Specifying the route template also means that when you send a request to /api/cities?country=blah
it will never match your GetCitiesByCountry
action, because it's expecting it to be in the form of /api/cities/country
, as that's what you specified by using the route template. Therefore, the first thing you need to do is to change your last action to:
[HttpGet]
public async Task<IActionResult> GetCitiesByCountry([FromQuery] string country)
Now that's out of the way, it still won't work. The problem comes down to this: only the path
portion of a request's URL is considered when selecting an action. That means, now that we've removed the route template for GetCitiesByCountry
, a request of /api/cities
, or /api/cities?country=blah
, will return a server 500 error, because both GetCities
and GetCitiesByCountry
are a match for those requests, and the framework doesn't know which one to execute.
To allow this to work, we need to use what's called an action constraint. In this case, we want to specify that GetCities
should only be considered a match if there is no query string present in the request. To do that, we can inherit from ActionMethodSelectorAttribute
:
using Microsoft.AspNetCore.Mvc.Abstractions;
using Microsoft.AspNetCore.Mvc.ActionConstraints;
using Microsoft.AspNetCore.Routing;
public class IgnoreIfRequestHasQueryStringAttribute : ActionMethodSelectorAttribute
{
public override bool IsValidForRequest(RouteContext routeContext, ActionDescriptor action)
{
return !routeContext.HttpContext.Request.QueryString.HasValue;
}
}
And then decorate GetCities
with it:
[HttpGet]
[IgnoreIfRequestHasQueryString]
public async Task<IActionResult> GetCities()

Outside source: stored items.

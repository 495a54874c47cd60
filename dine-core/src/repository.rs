use async_trait::async_trait;

use crate::catalog::{Menu, MenuGroup, NewMenu, NewMenuGroup, NewProduct, Product};
use crate::order::{NewOrder, Order, OrderStatus};
use crate::table::{NewOrderTable, NewTableGroup, OrderTable, TableGroup};
use crate::{CoreResult, MenuGroupId, OrderId, ProductId, TableGroupId, TableId};

/// Repository trait for table data access
#[async_trait]
pub trait TableRepository: Send {
    async fn create_table(&mut self, table: NewOrderTable) -> CoreResult<OrderTable>;

    async fn get_table(&mut self, id: TableId) -> CoreResult<Option<OrderTable>>;

    async fn list_tables(&mut self) -> CoreResult<Vec<OrderTable>>;

    /// Returns only the tables that exist; callers compare counts.
    async fn list_tables_by_ids(&mut self, ids: &[TableId]) -> CoreResult<Vec<OrderTable>>;

    async fn list_tables_by_group(&mut self, group_id: TableGroupId) -> CoreResult<Vec<OrderTable>>;

    async fn update_table(&mut self, table: &OrderTable) -> CoreResult<OrderTable>;
}

/// Repository trait for table group data access
#[async_trait]
pub trait TableGroupRepository: Send {
    async fn create_table_group(&mut self, group: NewTableGroup) -> CoreResult<TableGroup>;

    async fn get_table_group(&mut self, id: TableGroupId) -> CoreResult<Option<TableGroup>>;
}

/// Repository trait for order data access
#[async_trait]
pub trait OrderRepository: Send {
    async fn create_order(&mut self, order: NewOrder) -> CoreResult<Order>;

    async fn get_order(&mut self, id: OrderId) -> CoreResult<Option<Order>>;

    async fn list_orders(&mut self) -> CoreResult<Vec<Order>>;

    /// True when any order placed on one of `table_ids` is in one of `statuses`.
    async fn exists_by_table_ids_and_status_in(
        &mut self,
        table_ids: &[TableId],
        statuses: &[OrderStatus],
    ) -> CoreResult<bool>;

    async fn update_order_status(&mut self, id: OrderId, status: OrderStatus) -> CoreResult<()>;
}

/// Repository trait for product catalog access
#[async_trait]
pub trait ProductRepository: Send {
    async fn create_product(&mut self, product: NewProduct) -> CoreResult<Product>;

    async fn list_products(&mut self) -> CoreResult<Vec<Product>>;

    async fn count_products(&mut self, ids: &[ProductId]) -> CoreResult<usize>;
}

#[async_trait]
pub trait MenuGroupRepository: Send {
    async fn create_menu_group(&mut self, group: NewMenuGroup) -> CoreResult<MenuGroup>;

    async fn get_menu_group(&mut self, id: MenuGroupId) -> CoreResult<Option<MenuGroup>>;

    async fn list_menu_groups(&mut self) -> CoreResult<Vec<MenuGroup>>;
}

#[async_trait]
pub trait MenuRepository: Send {
    /// Persists the menu together with its product lines.
    async fn create_menu(&mut self, menu: NewMenu) -> CoreResult<Menu>;

    async fn list_menus(&mut self) -> CoreResult<Vec<Menu>>;
}

/// All repositories bound to one transaction.
///
/// Nothing is visible to other units of work until `commit`. Dropping an
/// uncommitted unit of work discards every change made through it.
#[async_trait]
pub trait UnitOfWork:
    TableRepository
    + TableGroupRepository
    + OrderRepository
    + ProductRepository
    + MenuGroupRepository
    + MenuRepository
    + Send
{
    async fn commit(self: Box<Self>) -> CoreResult<()>;
}

/// Entry point to a storage backend
#[async_trait]
pub trait Store: Send + Sync {
    async fn begin(&self) -> CoreResult<Box<dyn UnitOfWork>>;
}
pub mod manager;

pub use manager::OrderManager;
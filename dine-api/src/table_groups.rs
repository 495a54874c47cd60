use axum::{
    extract::{Path, State},
    http::StatusCode,
    routing::{delete, post},
    Json, Router,
};
use chrono::{DateTime, Utc};
use serde::{Deserialize, Serialize};

use dine_core::{TableGroupId, TableId};
use dine_table::GroupedTables;

use crate::{error::{AppError, AppJson}, state::AppState, tables::TableResponse};

#[derive(Debug, Deserialize)]
pub struct CreateTableGroupRequest {
    pub order_table_ids: Vec<TableId>,
}

#[derive(Debug, Serialize, Deserialize)]
pub struct TableGroupResponse {
    pub id: TableGroupId,
    pub created_at: DateTime<Utc>,
    pub order_tables: Vec<TableResponse>,
}

impl From<GroupedTables> for TableGroupResponse {
    fn from(grouped: GroupedTables) -> Self {
        Self {
            id: grouped.group.id,
            created_at: grouped.group.created_at,
            order_tables: grouped.order_tables.into_iter().map(Into::into).collect(),
        }
    }
}

pub fn routes() -> Router<AppState> {
    Router::new()
        .route("/api/table-groups", post(create_table_group))
        .route("/api/table-groups/{id}", delete(ungroup))
}

/// POST /api/table-groups
/// Merge empty tables into one group
async fn create_table_group(
    State(state): State<AppState>,
    AppJson(req): AppJson<CreateTableGroupRequest>,
) -> Result<(StatusCode, Json<TableGroupResponse>), AppError> {
    let mut tx = state.store.begin().await?;
    let grouped = state.table_groups.create(&mut *tx, req.order_table_ids).await?;
    tx.commit().await?;

    Ok((StatusCode::CREATED, Json(grouped.into())))
}

/// DELETE /api/table-groups/:id
/// Dissolve a group once all its orders are completed
async fn ungroup(
    State(state): State<AppState>,
    Path(group_id): Path<TableGroupId>,
) -> Result<StatusCode, AppError> {
    let mut tx = state.store.begin().await?;
    state.table_groups.ungroup(&mut *tx, group_id).await?;
    tx.commit().await?;

    Ok(StatusCode::NO_CONTENT)
}
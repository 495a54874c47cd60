use chrono::{DateTime, Utc};
use serde::{Deserialize, Serialize};

use crate::{CoreError, CoreResult, TableGroupId, TableId};

/// A physical table in the dining room
#[derive(Debug, Clone, PartialEq, Eq, Serialize, Deserialize)]
pub struct OrderTable {
    pub id: TableId,
    pub table_group_id: Option<TableGroupId>,
    pub number_of_guests: i32,
    pub empty: bool,
}

/// Table about to be provisioned; storage assigns the id.
#[derive(Debug, Clone, PartialEq, Eq, Serialize, Deserialize)]
pub struct NewOrderTable {
    pub number_of_guests: i32,
    pub empty: bool,
}

impl NewOrderTable {
    pub fn new(number_of_guests: i32, empty: bool) -> CoreResult<Self> {
        validate_guest_count(number_of_guests)?;
        Ok(Self { number_of_guests, empty })
    }
}

impl OrderTable {
    pub fn is_grouped(&self) -> bool {
        self.table_group_id.is_some()
    }

    /// Only empty, ungrouped tables may be merged into a new group.
    pub fn ensure_groupable(&self) -> CoreResult<()> {
        if !self.empty {
            return Err(CoreError::validation(format!(
                "table {} is occupied and cannot be grouped",
                self.id
            )));
        }
        if let Some(group_id) = self.table_group_id {
            return Err(CoreError::validation(format!(
                "table {} already belongs to table group {}",
                self.id, group_id
            )));
        }
        Ok(())
    }

    /// Join a group. A grouped table is occupied as part of the whole group.
    /// Reserved for the grouping service, which owns membership.
    pub fn assign_group(&mut self, group_id: TableGroupId) {
        self.table_group_id = Some(group_id);
        self.empty = false;
    }

    /// Drop the back reference to the group; occupancy is left untouched.
    pub fn release_group(&mut self) {
        self.table_group_id = None;
    }

    pub fn change_empty(&mut self, empty: bool) -> CoreResult<()> {
        if let Some(group_id) = self.table_group_id {
            return Err(CoreError::validation(format!(
                "table {} is part of table group {}; ungroup it first",
                self.id, group_id
            )));
        }
        self.empty = empty;
        Ok(())
    }

    pub fn change_number_of_guests(&mut self, number_of_guests: i32) -> CoreResult<()> {
        validate_guest_count(number_of_guests)?;
        if self.empty {
            return Err(CoreError::validation(format!(
                "table {} is empty; seat it before setting guests",
                self.id
            )));
        }
        self.number_of_guests = number_of_guests;
        Ok(())
    }
}

fn validate_guest_count(number_of_guests: i32) -> CoreResult<()> {
    if number_of_guests < 0 {
        return Err(CoreError::validation(format!(
            "number of guests must not be negative, got {}",
            number_of_guests
        )));
    }
    Ok(())
}

/// A set of at least two tables merged for billing and occupancy.
///
/// The group is the sole owner of its membership list. Member tables only
/// carry the group id back, and membership never changes after creation;
/// the group is dissolved as a whole.
#[derive(Debug, Clone, PartialEq, Eq, Serialize, Deserialize)]
pub struct TableGroup {
    pub id: TableGroupId,
    pub created_at: DateTime<Utc>,
    pub order_table_ids: Vec<TableId>,
}

#[derive(Debug, Clone, PartialEq, Eq)]
pub struct NewTableGroup {
    pub created_at: DateTime<Utc>,
    pub order_table_ids: Vec<TableId>,
}

pub const MIN_GROUP_SIZE: usize = 2;

impl NewTableGroup {
    /// Checks the shape of the requested membership: size and uniqueness.
    /// Table state is checked separately once the tables are loaded.
    pub fn new(order_table_ids: Vec<TableId>, created_at: DateTime<Utc>) -> CoreResult<Self> {
        if order_table_ids.len() < MIN_GROUP_SIZE {
            return Err(CoreError::validation(format!(
                "a table group needs at least {} tables, got {}",
                MIN_GROUP_SIZE,
                order_table_ids.len()
            )));
        }

        let mut seen = std::collections::HashSet::with_capacity(order_table_ids.len());
        if let Some(dup) = order_table_ids.iter().find(|id| !seen.insert(**id)) {
            return Err(CoreError::validation(format!(
                "table {} is listed more than once",
                dup
            )));
        }

        Ok(Self { created_at, order_table_ids })
    }
}
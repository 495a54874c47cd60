use serde::{Deserialize, Serialize};

use crate::{CoreError, CoreResult, MenuGroupId, MenuId, ProductId};

/// Sellable product. Prices are kept in minor currency units.
#[derive(Debug, Clone, PartialEq, Eq, Serialize, Deserialize)]
pub struct Product {
    pub id: ProductId,
    pub name: String,
    pub price: i64,
}

#[derive(Debug, Clone, PartialEq, Eq)]
pub struct NewProduct {
    pub name: String,
    pub price: i64,
}

impl NewProduct {
    pub fn new(name: impl Into<String>, price: i64) -> CoreResult<Self> {
        let name = name.into();
        if name.trim().is_empty() {
            return Err(CoreError::validation("product name must not be blank"));
        }
        if price < 0 {
            return Err(CoreError::validation(format!(
                "product price must not be negative, got {}",
                price
            )));
        }
        Ok(Self { name, price })
    }
}

/// Heading that menus are filed under ("Mains", "Drinks", ...)
#[derive(Debug, Clone, PartialEq, Eq, Serialize, Deserialize)]
pub struct MenuGroup {
    pub id: MenuGroupId,
    pub name: String,
}

#[derive(Debug, Clone, PartialEq, Eq)]
pub struct NewMenuGroup {
    pub name: String,
}

impl NewMenuGroup {
    pub fn new(name: impl Into<String>) -> CoreResult<Self> {
        let name = name.into();
        if name.trim().is_empty() {
            return Err(CoreError::validation("menu group name must not be blank"));
        }
        Ok(Self { name })
    }
}

/// One product line of a menu
#[derive(Debug, Clone, PartialEq, Eq, Serialize, Deserialize)]
pub struct MenuProduct {
    pub product_id: ProductId,
    pub quantity: i64,
}

impl MenuProduct {
    pub fn new(product_id: ProductId, quantity: i64) -> CoreResult<Self> {
        if quantity <= 0 {
            return Err(CoreError::validation(format!(
                "menu quantity for product {} must be positive, got {}",
                product_id, quantity
            )));
        }
        Ok(Self { product_id, quantity })
    }
}

/// Priced bundle of products filed under a menu group.
///
/// The price is set by hand; it is not derived from the product prices.
#[derive(Debug, Clone, PartialEq, Eq, Serialize, Deserialize)]
pub struct Menu {
    pub id: MenuId,
    pub name: String,
    pub price: i64,
    pub menu_group_id: MenuGroupId,
    pub menu_products: Vec<MenuProduct>,
}

#[derive(Debug, Clone, PartialEq, Eq)]
pub struct NewMenu {
    pub name: String,
    pub price: i64,
    pub menu_group_id: MenuGroupId,
    pub menu_products: Vec<MenuProduct>,
}

impl NewMenu {
    pub fn new(
        name: impl Into<String>,
        price: i64,
        menu_group_id: MenuGroupId,
        menu_products: Vec<MenuProduct>,
    ) -> CoreResult<Self> {
        let name = name.into();
        if name.trim().is_empty() {
            return Err(CoreError::validation("menu name must not be blank"));
        }
        if price < 0 {
            return Err(CoreError::validation(format!(
                "menu price must not be negative, got {}",
                price
            )));
        }
        Ok(Self { name, price, menu_group_id, menu_products })
    }

    /// Distinct products the menu refers to.
    pub fn product_ids(&self) -> Vec<ProductId> {
        let mut ids: Vec<ProductId> = self.menu_products.iter().map(|p| p.product_id).collect();
        ids.sort();
        ids.dedup();
        ids
    }
}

If we now send a request to /api/cities?country=blah
, GetCities
will be excluded from selection because the request has a query string, and so GetCitiesByCountry
will execute just as we want. If we send a request to /api/cities
, however, we might expect that we still get the ambiguous action selection error, because the request does not contain a query string and so it would seem both GetCities
and GetCitiesByCountry
are still a match for the request. But the request does actually succeed, and runs GetCities
as we want.
The reason for this can be summed up by the following remark on the IActionConstraint
type , which ActionMethodSelectorAttribute
itself implements:
Action constraints have the secondary effect of making an action with a constraint applied a better match than one without. Consider two actions, 'A' and 'B' with the same action and controller name. Action 'A' only allows the HTTP POST method (via a constraint) and action 'B' has no constraints. If an incoming request is a POST, then 'A' is considered the best match because it both matches and has a constraint. If an incoming request uses any other verb, 'A' will not be valid for selection due to it's constraint, so 'B' is the best match.
That means because we defined a custom constraint of IgnoreIfRequestHasQueryString
, which succeeds in matching /api/cities
, the GetCities
method is considered to be the preferred choice, and so there is no ambiguity.